The teacher I'm working with, Mrs. Mann, has a remedial math class 1st period to work with students who didn't pass their SOLs the year before. This class is very interesting because she has the same students in class later on in the day. She has them practice what they went over in the class the previous day, do their homework if they haven't already, and play computer games when they are finished. A lot of times, when the students are allowed to select the computer games they play, the three boys pick non-math games while the one girl picks a math game. I found this interesting because research articles I've read in class talk about how boys are more interested in math than girls. So, I thought that the boys would more likely pick a math-related game. I guess sometimes a cool video game wins out over math! Or, since they haven't done well on the Math SOL previously, maybe their interest in math has greatly decreased.

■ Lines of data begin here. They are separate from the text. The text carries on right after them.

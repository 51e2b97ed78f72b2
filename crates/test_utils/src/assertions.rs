//! Custom Test Assertions
//!
//! Assertion helpers for priced quotes that give more meaningful failure
//! messages than bare `assert_eq!`.

use rust_decimal::Decimal;

use core_kernel::Money;
use domain_rating::{Quote, MINIMUM_PREMIUM};

/// Asserts that a Money value equals a decimal dollar amount
///
/// # Panics
///
/// Panics if the amounts differ
pub fn assert_money_eq(actual: Money, expected: Decimal) {
    assert_eq!(
        actual.amount(),
        expected,
        "Money mismatch: actual={}, expected={}",
        actual,
        expected
    );
}

/// Asserts that a quote's totals agree with its lines and discounts
///
/// Checks that the base premium is the sum of the coverage lines, the
/// discount total is the sum of the discounts, and the final premium is the
/// floored difference of subtotal and discounts (within a cent, since the
/// subtotal shown is itself rounded). A quote flagged at the minimum must
/// carry exactly the minimum premium.
pub fn assert_quote_consistent(quote: &Quote) {
    let line_total: Money = quote.coverages.iter().map(|line| line.premium).sum();
    assert_eq!(
        quote.base_premium, line_total,
        "Base premium {} does not match coverage lines {}",
        quote.base_premium, line_total
    );

    let discount_total: Money = quote.discounts.iter().map(|discount| discount.amount).sum();
    assert_eq!(
        quote.total_discounts, discount_total,
        "Total discounts {} does not match discount lines {}",
        quote.total_discounts, discount_total
    );

    assert!(
        quote.final_premium.amount() >= MINIMUM_PREMIUM,
        "Final premium {} is below the minimum",
        quote.final_premium
    );

    if quote.is_at_minimum() {
        assert_eq!(
            quote.final_premium.amount(),
            MINIMUM_PREMIUM,
            "Quote is flagged at the minimum but its final premium is {}",
            quote.final_premium
        );
    }

    let expected = (quote.subtotal.amount() - quote.total_discounts.amount()).max(MINIMUM_PREMIUM);
    let diff = (quote.final_premium.amount() - expected).abs();
    assert!(
        diff <= Decimal::new(1, 2),
        "Final premium {} does not follow from subtotal {} and discounts {}",
        quote.final_premium,
        quote.subtotal,
        quote.total_discounts
    );
}
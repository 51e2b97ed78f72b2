//! Repository implementations for persisted entities
//!
//! Repositories hide the snapshot format from the domain layer and return
//! store errors; the adapters translate those into port errors.

pub mod quote_record;

pub use quote_record::QuoteRecordRepository;
//! QuoteMaster - API Server Binary
//!
//! This binary starts the HTTP API server for quote calculation and the
//! back-office quote records.
//!
//! # Usage
//!
//! ```bash
//! # Run with default configuration
//! cargo run --bin quotemaster-api
//!
//! # Run with environment variables
//! API_PORT=9000 API_STORE_PATH=/var/lib/quotemaster/quotes.json cargo run --bin quotemaster-api
//! ```
//!
//! # Environment Variables
//!
//! * `API_HOST` - Server host (default: 0.0.0.0)
//! * `API_PORT` - Server port (default: 8000)
//! * `API_STORE_PATH` - Quote record snapshot file (default: data/quotes.json)
//! * `API_SEED_STORE` - Seed a fresh store with mock records (default: true)
//! * `API_LOG_LEVEL` - Log level: trace, debug, info, warn, error (default: info)

use interface_api::{config::ApiConfig, create_router, AppState};
use std::net::SocketAddr;
use tokio::net::TcpListener;
use tracing_subscriber::{layer::SubscriberExt, util::SubscriberInitExt, EnvFilter};

/// Main entry point for the API server.
///
/// Initializes logging, loads configuration, opens the quote store and
/// starts the HTTP server.
///
/// # Errors
///
/// Returns an error if:
/// - Configuration variables are present but invalid
/// - Server fails to bind to the configured address
#[tokio::main]
async fn main() -> Result<(), Box<dyn std::error::Error>> {
    // Load .env file if present (useful for local development)
    dotenvy::dotenv().ok();

    let config = load_config()?;

    init_tracing(&config.log_level);

    tracing::info!(
        host = %config.host,
        port = %config.port,
        store = %config.store_path.display(),
        "Starting QuoteMaster API Server"
    );

    let addr: SocketAddr = config.server_addr().parse()?;
    let app = create_router(AppState::from_config(config));

    tracing::info!(%addr, "Server listening");

    let listener = TcpListener::bind(addr).await?;
    axum::serve(listener, app)
        .with_graceful_shutdown(shutdown_signal())
        .await?;

    tracing::info!("Server shutdown complete");
    Ok(())
}

/// Loads API configuration from `API_`-prefixed environment variables.
///
/// Unset variables keep their defaults.
///
/// # Errors
///
/// Returns error if a variable is set to a value of the wrong type
fn load_config() -> Result<ApiConfig, Box<dyn std::error::Error>> {
    Ok(ApiConfig::from_env()?)
}

/// Initializes the tracing subscriber for structured logging.
///
/// `RUST_LOG` takes precedence over the configured level.
///
/// # Arguments
///
/// * `log_level` - The minimum log level to output (trace, debug, info, warn, error)
fn init_tracing(log_level: &str) {
    let filter = EnvFilter::try_from_default_env()
        .or_else(|_| EnvFilter::try_new(log_level))
        .unwrap_or_else(|_| EnvFilter::new("info"));

    tracing_subscriber::registry()
        .with(filter)
        .with(tracing_subscriber::fmt::layer().with_target(true))
        .init();
}

/// Waits for shutdown signal (Ctrl+C or SIGTERM).
///
/// In-flight requests complete before the process exits.
async fn shutdown_signal() {
    let ctrl_c = async {
        if let Err(e) = tokio::signal::ctrl_c().await {
            tracing::error!(error = %e, "Failed to listen for Ctrl+C");
            std::future::pending::<()>().await;
        }
    };

    #[cfg(unix)]
    let terminate = async {
        match tokio::signal::unix::signal(tokio::signal::unix::SignalKind::terminate()) {
            Ok(mut signal) => {
                signal.recv().await;
            }
            Err(e) => {
                tracing::error!(error = %e, "Failed to install SIGTERM handler");
                std::future::pending::<()>().await;
            }
        }
    };

    #[cfg(not(unix))]
    let terminate = std::future::pending::<()>();

    tokio::select! {
        _ = ctrl_c => {
            tracing::info!("Received Ctrl+C, initiating graceful shutdown");
        }
        _ = terminate => {
            tracing::info!("Received SIGTERM, initiating graceful shutdown");
        }
    }
}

Something interesting to note about all the classes is their heavy reliance on calculators. When there was a substitute one day, he wouldn't let them use calculators on a worksheet and the students complained a lot. Mrs. Mann usually lets them use calculators, but I'm glad the substitute made them do the math on paper or in their head. It was really good practice for them, especially when some students have to do "6/2" in their calculator.
The Math 7 class was working on changing verbal expressions into algebraic ones last week. They struggled with this at first because they weren't sure "what the answer" was. They wanted the answer to be one number instead of something like "t-3." They also had problems knowing that a variable took the place of a number and didn't know how to put the expression in to words because of it. They asked questions like "How do I divide v by 2?" or "But what is x?" They also had problems knowing what operation to use and what order to put the number or variable. They thought that it didn't matter what order x-5 goes in. So, I had to review the commutative property and which operations it applies to.
A lot of their problems in class seem to stem from previous issues in math class. For example, their issues with whether subtraction is commutative or not comes from their lack of understanding of negative numbers. I asked a few students if 5-2 and 2-5 were the same thing, and they all responded that they are because both equal 3. Then, I drew a number line and carried out the subtractions, showing that 2-5 was -3. If these students understood negative numbers and that 3 and -3 are two different numbers, I think they would understand that the order in subtraction does matter.
Overall, the first week and a half at SMS has been very eye-opening. I can't wait to learn more and more about teaching throughout the next two months!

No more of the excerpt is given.